I don’t know of any materials that would directly help. As you might imagine, I deal with this all the time and here are the main messages I give:



  1. It is “illegal” for physicians to dictate services, let alone intensity of services, upon diagnosing a child; according to IDEA, this is the responsibility of the team. Doctors respond to “illegal”!

  2. We explain to parents that doctors base their recommendations on the diagnosis, as though all children with the same diagnosis had the same needs. “And of course your child is doing well, has awesome parents, and now has a team of early interventionists helping, so we’re not in a worst case scenario.”

  3. What the doctor means is that your child needs at least this much INTERVENTION, but doctors don’t understand the difference between intervention and service. And actually your child deserves even more intervention than the doctor prescribed. Let’s do the math and add up all the intervention your child will get from you and his other primary caregivers. The job of the SERVICES is to help you make those interventions work.

Tuesday, September 9, 2008

Child care reflected on IFSP


I have been grappling with the issue that the IFSP should reflect the child care hours a child in early intervention receives, in addition to the number of hours of official early intervention services (e.g., special instruction, family training, SLP, OT, PT, etc.). I thought the federal law specifically allowed for the listing of “services” paid for and unpaid for by the system, but it doesn’t. The IFSP must contain “a statement of specific early intervention services based on peer-reviewed research… necessary to meet the unique needs..., including the frequency, intensity, and method of delivering services.” Resources are mentioned in the law, of course, in the CPR section: “a statement of the family’s resources, priorities, and concerns….” So below I list places on the IFSP where child care and number of hours can be documented.
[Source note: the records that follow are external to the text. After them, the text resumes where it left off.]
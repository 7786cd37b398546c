//! C9 — Query Join-Order Optimizer.
//!
//! Chooses the evaluation order of a query's table filters and, for each
//! filter in that order, the index access path to use. Search strategy
//! depends on the filter count `n` (spec §4.9):
//!
//! - `n == 1` or the caller forces the input order: evaluate it once.
//! - `n <= MAX_BRUTE_FORCE_FILTERS`: enumerate every permutation, bailing
//!   out early via [`can_stop`] once the search has run long enough
//!   relative to the best cost found so far.
//! - otherwise: brute-force as many leading positions as
//!   [`MAX_BRUTE_FORCE`] affords, greedily fill the rest, then refine with
//!   a bounded genetic search.
//!
//! This crate knows nothing about SQL predicates or column types — a
//! [`Filter`] is an opaque table reference with a row-count estimate and a
//! small menu of [`IndexCandidate`]s, each already carrying the cost its
//! owning index reported (spec's `getCost`). That keeps the optimizer
//! decoupled from `btree`/`hash`/`scan`, which is what actually computes
//! those costs; the planner only searches orderings.

#[cfg(test)]
mod tests;

use std::collections::HashSet;
use std::time::Instant;

use catalog::IndexKind;
use common::{Config, DbError, DbResult, TableId};
use rand::seq::SliceRandom;
use rand::Rng;

/// Every 128th permutation (brute force) or genetic-search iteration is a
/// checkpoint where the search may bail out early (spec §4.9/§5).
const STOP_CHECK_INTERVAL: u64 = 128;

/// One index an optimizer can choose for a [`Filter`], with the cost its
/// owning index already computed for this query (spec's per-kind cost
/// formulas: `1` range-table virtual, `2` equality hash hit, `rowCount +
/// COST_ROW_OFFSET` scan, `10*(rowCount + COST_ROW_OFFSET) + 200` primary
/// B-tree scan — those constants live with the indexes that report them,
/// in `scan`/`hash`/`btree`, not here).
#[derive(Clone, Debug)]
pub struct IndexCandidate {
    pub name: String,
    pub kind: IndexKind,
    /// Must be strictly positive (spec §4.9 numerical invariant).
    pub cost: i64,
    /// Other filters (by position in the original, unordered `Filter`
    /// slice) whose presence *earlier* in the evaluation order makes this
    /// candidate's quoted cost valid — modeling a join condition that only
    /// becomes an indexable equality once the other side is bound. Empty
    /// means the candidate is always available (e.g. a full scan).
    pub enabled_by: Vec<usize>,
}

/// A table reference participating in the join, independent of its
/// position in the final plan.
#[derive(Clone, Debug)]
pub struct Filter {
    pub table: TableId,
    pub name: String,
    pub row_count: i64,
    pub options: Vec<IndexCandidate>,
}

impl Filter {
    /// The cheapest candidate usable given the set of filters already
    /// placed earlier in a candidate order. Every filter must carry at
    /// least one always-available option (typically a full scan) or this
    /// returns `None`, which is a modeling bug, not a runtime condition.
    fn best_option(&self, placed: &HashSet<usize>) -> Option<&IndexCandidate> {
        self.options
            .iter()
            .filter(|o| o.enabled_by.is_empty() || o.enabled_by.iter().any(|p| placed.contains(p)))
            .min_by_key(|o| o.cost)
    }
}

/// A single filter's resolved position and access path within a [`Plan`].
#[derive(Clone, Debug, PartialEq)]
pub struct PlanItem {
    pub filter: usize,
    pub index_name: String,
    pub kind: IndexKind,
    pub cost: i64,
}

/// The optimizer's output: a filter evaluation order plus the chosen
/// access path and total estimated cost.
#[derive(Clone, Debug, PartialEq)]
pub struct Plan {
    /// Filter indices (into the input slice) in evaluation order.
    pub order: Vec<usize>,
    pub items: Vec<PlanItem>,
    pub cost: f64,
}

impl Plan {
    /// Spec §4.9: "after search, `bestPlan.removeUnusableIndexConditions()`".
    /// In this core, predicate applicability is already folded into each
    /// `IndexCandidate.enabled_by` check during cost evaluation — a
    /// candidate that made it into `items` was, by construction, usable at
    /// its resolved position. There is no separate predicate tree to prune
    /// (SQL expressions are an out-of-scope collaborator per spec §1), so
    /// this is a no-op kept as a named step for parity with the spec's
    /// post-search pass.
    pub fn remove_unusable_index_conditions(&self) -> &Self {
        self
    }
}

/// Evaluate the fixed cost of running `order` against `filters`: a running
/// nested-loop accumulator where each filter's cost is incurred once per
/// row estimated to reach it, and its own row count multiplies into the
/// count driving every filter placed after it.
fn calculate_cost(order: &[usize], filters: &[Filter]) -> DbResult<(f64, Vec<PlanItem>)> {
    let mut placed = HashSet::with_capacity(order.len());
    let mut items = Vec::with_capacity(order.len());
    let mut running = 1.0f64;
    let mut total = 0.0f64;
    for &idx in order {
        let filter = &filters[idx];
        let chosen = filter.best_option(&placed).ok_or_else(|| {
            DbError::Optimizer(format!(
                "filter {} ({}) has no usable index candidate",
                idx, filter.name
            ))
        })?;
        if chosen.cost <= 0 {
            return Err(DbError::Optimizer(format!(
                "filter {} ({}) reported non-positive cost {} from index {}",
                idx, filter.name, chosen.cost, chosen.name
            )));
        }
        total += running * chosen.cost as f64;
        running *= filter.row_count.max(1) as f64;
        placed.insert(idx);
        items.push(PlanItem {
            filter: idx,
            index_name: chosen.name.clone(),
            kind: chosen.kind.clone(),
            cost: chosen.cost,
        });
    }
    Ok((total, items))
}

/// Spec §4.9's `canStop(x)`: checked every `STOP_CHECK_INTERVAL`-th
/// candidate; stops once the search has already run for a time
/// proportional to the best cost found so far, so a cheap plan cuts the
/// search short and an expensive one gets more scrutiny.
fn can_stop(x: u64, best_cost: f64, started: Instant) -> bool {
    x % STOP_CHECK_INTERVAL == 0
        && best_cost >= 0.0
        && started.elapsed().as_nanos() as f64 > best_cost * 100_000.0
}

/// Enumerate every permutation of `0..n` via Heap's algorithm, calling
/// `visit` with each and stopping as soon as it returns `true`.
fn for_each_permutation(n: usize, mut visit: impl FnMut(&[usize]) -> bool) {
    let mut a: Vec<usize> = (0..n).collect();
    let mut c = vec![0usize; n];
    if visit(&a) {
        return;
    }
    let mut i = 0;
    while i < n {
        if c[i] < i {
            if i % 2 == 0 {
                a.swap(0, i);
            } else {
                a.swap(c[i], i);
            }
            if visit(&a) {
                return;
            }
            c[i] += 1;
            i = 0;
        } else {
            c[i] = 0;
            i += 1;
        }
    }
}

/// Exhaustive search over every permutation of `filters`, bailing out early
/// via [`can_stop`]. Used for `n <= max_brute_force_filters`.
fn brute_force_all(filters: &[Filter]) -> DbResult<Plan> {
    let n = filters.len();
    let started = Instant::now();
    let mut best: Option<(f64, Vec<usize>, Vec<PlanItem>)> = None;
    let mut err: Option<DbError> = None;
    let mut count: u64 = 0;

    for_each_permutation(n, |order| {
        count += 1;
        match calculate_cost(order, filters) {
            Ok((cost, items)) => {
                if best.as_ref().map(|(c, ..)| cost < *c).unwrap_or(true) {
                    best = Some((cost, order.to_vec(), items));
                }
            }
            Err(e) => {
                err = Some(e);
                return true;
            }
        }
        can_stop(count, best.as_ref().map(|(c, ..)| *c).unwrap_or(-1.0), started)
    });

    if let Some(e) = err {
        return Err(e);
    }
    let (cost, order, items) = best.ok_or_else(|| DbError::Optimizer("no filters to plan".into()))?;
    Ok(Plan { order, items, cost })
}

/// Largest `k` such that `n * k*(k-1)/2 * perms(n, k) <= max_brute_force`
/// (spec §4.9's `calculateBruteForceSome` sizing rule). `perms(n, k) =
/// n! / (n-k)!`.
fn brute_force_prefix_len(n: usize, max_brute_force: usize) -> usize {
    let mut k = 1usize;
    while k <= n {
        let perms_n_k: u128 = ((n - k + 1)..=n).map(|v| v as u128).product();
        let budget = (n as u128) * (k as u128) * (k.saturating_sub(1) as u128) / 2 * perms_n_k;
        if budget > max_brute_force as u128 {
            break;
        }
        k += 1;
    }
    k.saturating_sub(1).max(1).min(n)
}

/// Partial search for `n > max_brute_force_filters`: brute force the first
/// `k` positions, then greedily append the remaining filters one at a time,
/// each time picking whichever unused filter minimizes the incremental
/// cost of the order built so far.
fn brute_force_some(filters: &[Filter], max_brute_force: usize) -> DbResult<Plan> {
    let n = filters.len();
    let k = brute_force_prefix_len(n, max_brute_force);

    let all: Vec<usize> = (0..n).collect();
    let started = Instant::now();
    let mut best_prefix: Option<(f64, Vec<usize>)> = None;
    let mut count = 0u64;

    for_each_k_permutation(&all, k, |prefix| {
        count += 1;
        // Cost of the prefix alone, ignoring the filters not yet placed;
        // a lower bound that's consistent enough to rank prefixes by.
        match calculate_cost(prefix, filters) {
            Ok((cost, _)) => {
                if best_prefix.as_ref().map(|(c, _)| cost < *c).unwrap_or(true) {
                    best_prefix = Some((cost, prefix.to_vec()));
                }
            }
            Err(_) => {}
        }
        can_stop(count, best_prefix.as_ref().map(|(c, _)| *c).unwrap_or(-1.0), started)
    });

    let mut order = best_prefix
        .map(|(_, p)| p)
        .unwrap_or_else(|| all[..k].to_vec());

    let mut remaining: Vec<usize> = all.into_iter().filter(|i| !order.contains(i)).collect();
    while !remaining.is_empty() {
        let mut best_choice: Option<(f64, usize)> = None;
        for &candidate in &remaining {
            let mut trial = order.clone();
            trial.push(candidate);
            if let Ok((cost, _)) = calculate_cost(&trial, filters) {
                if best_choice.as_ref().map(|(c, _)| cost < *c).unwrap_or(true) {
                    best_choice = Some((cost, candidate));
                }
            }
        }
        let (_, chosen) = best_choice
            .ok_or_else(|| DbError::Optimizer("greedy fill found no usable filter".into()))?;
        order.push(chosen);
        remaining.retain(|&i| i != chosen);
    }

    let (cost, items) = calculate_cost(&order, filters)?;
    Ok(Plan { order, items, cost })
}

/// Calls `visit` with every ordered `k`-subset (as a full-length prefix
/// vector) drawn from `items`, stopping once it returns `true`.
fn for_each_k_permutation(items: &[usize], k: usize, mut visit: impl FnMut(&[usize]) -> bool) {
    fn recurse(
        items: &[usize],
        k: usize,
        chosen: &mut Vec<usize>,
        used: &mut Vec<bool>,
        visit: &mut dyn FnMut(&[usize]) -> bool,
    ) -> bool {
        if chosen.len() == k {
            return visit(chosen);
        }
        for i in 0..items.len() {
            if used[i] {
                continue;
            }
            used[i] = true;
            chosen.push(items[i]);
            if recurse(items, k, chosen, used, visit) {
                return true;
            }
            chosen.pop();
            used[i] = false;
        }
        false
    }
    let mut chosen = Vec::with_capacity(k);
    let mut used = vec![false; items.len()];
    recurse(items, k, &mut chosen, &mut used, &mut visit);
}

/// Spec §4.9's `calculateGenetic`: refines a starting order for up to
/// `max_genetic_iterations` rounds. Every 128th round reseeds by shuffling
/// the whole order from scratch; otherwise it swaps two positions that
/// haven't been swapped since the last improvement (tracked in
/// `switched`), keeping the swap whenever it lowers cost and resetting the
/// tracked-switches set when it does.
fn calculate_genetic(
    filters: &[Filter],
    mut order: Vec<usize>,
    mut best_cost: f64,
    max_iterations: usize,
    rng: &mut impl Rng,
) -> DbResult<(Vec<usize>, f64)> {
    let n = order.len();
    if n < 2 {
        return Ok((order, best_cost));
    }
    let mut switched: HashSet<(usize, usize)> = HashSet::new();

    for iteration in 1..=max_iterations {
        let mut candidate = order.clone();
        if iteration % STOP_CHECK_INTERVAL as usize == 0 {
            candidate.shuffle(rng);
            switched.clear();
        } else {
            let (i, j) = pick_unswitched_pair(n, &switched, rng);
            candidate.swap(i, j);
        }

        let (cost, _) = calculate_cost(&candidate, filters)?;
        if cost < best_cost {
            best_cost = cost;
            order = candidate;
            switched.clear();
        }
    }
    Ok((order, best_cost))
}

/// Picks a position pair not already recorded in `switched`, marking it
/// before returning so the same pair isn't retried until the next
/// improvement clears the set. Falls back to any distinct pair once every
/// pair has been tried (an `n`-filter order has only `n*(n-1)/2` pairs).
fn pick_unswitched_pair(
    n: usize,
    switched: &HashSet<(usize, usize)>,
    rng: &mut impl Rng,
) -> (usize, usize) {
    let total_pairs = n * (n - 1) / 2;
    for _ in 0..total_pairs.max(1) * 4 {
        let i = rng.gen_range(0..n);
        let mut j = rng.gen_range(0..n);
        while j == i {
            j = rng.gen_range(0..n);
        }
        let key = (i.min(j), i.max(j));
        if !switched.contains(&key) {
            return (i, j);
        }
    }
    let i = rng.gen_range(0..n);
    let mut j = rng.gen_range(0..n);
    while j == i {
        j = rng.gen_range(0..n);
    }
    (i, j)
}

/// Entry point: choose a filter order and per-filter index for `filters`.
///
/// `force_join_order` (spec's `FORCE_JOIN_ORDER` setting) skips the search
/// entirely and costs the input order as given — callers set this when a
/// query hint pins the join order. `rng` drives the genetic search's
/// reseed-shuffle and position swaps; pass a seeded `rand::rngs::StdRng`
/// for reproducible plans (invariant 5).
pub fn optimize(
    filters: &[Filter],
    force_join_order: bool,
    config: &Config,
    rng: &mut impl Rng,
) -> DbResult<Plan> {
    if filters.is_empty() {
        return Err(DbError::Optimizer("cannot plan zero filters".into()));
    }
    let n = filters.len();

    let plan = if force_join_order || n == 1 {
        let order: Vec<usize> = (0..n).collect();
        let (cost, items) = calculate_cost(&order, filters)?;
        Plan { order, items, cost }
    } else if n <= config.max_brute_force_filters {
        brute_force_all(filters)?
    } else {
        log::debug!(
            "optimizer: {} filters exceeds max_brute_force_filters ({}), \
             falling back to partial brute force + genetic search",
            n,
            config.max_brute_force_filters
        );
        let partial = brute_force_some(filters, config.max_brute_force)?;
        let (order, cost) = calculate_genetic(
            filters,
            partial.order,
            partial.cost,
            config.max_genetic_iterations,
            rng,
        )?;
        let (_, items) = calculate_cost(&order, filters)?;
        Plan { order, items, cost }
    };

    plan.remove_unusable_index_conditions();
    Ok(plan)
}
Ideally, every IFSP would document, in the natural environments section, how many hours a week the child was planned to (a) attend a child care center, (b) attend a family child care home, (c) receive child care from one primary nonparental child care provider (e.g., nanny/babysitter, family member). In the meantime, we might want to record it in one of the four places identified below. This would show everyone how much intervention the child care center is providing and probably not getting paid for, from early intervention funds.


Places on the IFSP Where Child Care Intensity Can Be Recorded


  • Concerns, priorities, and resources section

  • Section for documenting natural environments

  • Section for extra notes from the IFSP meeting

  • Strategies or action steps for outcomes/goals

(Thanks to Jacque Davis, Ph.D., for getting some background information on this for me.)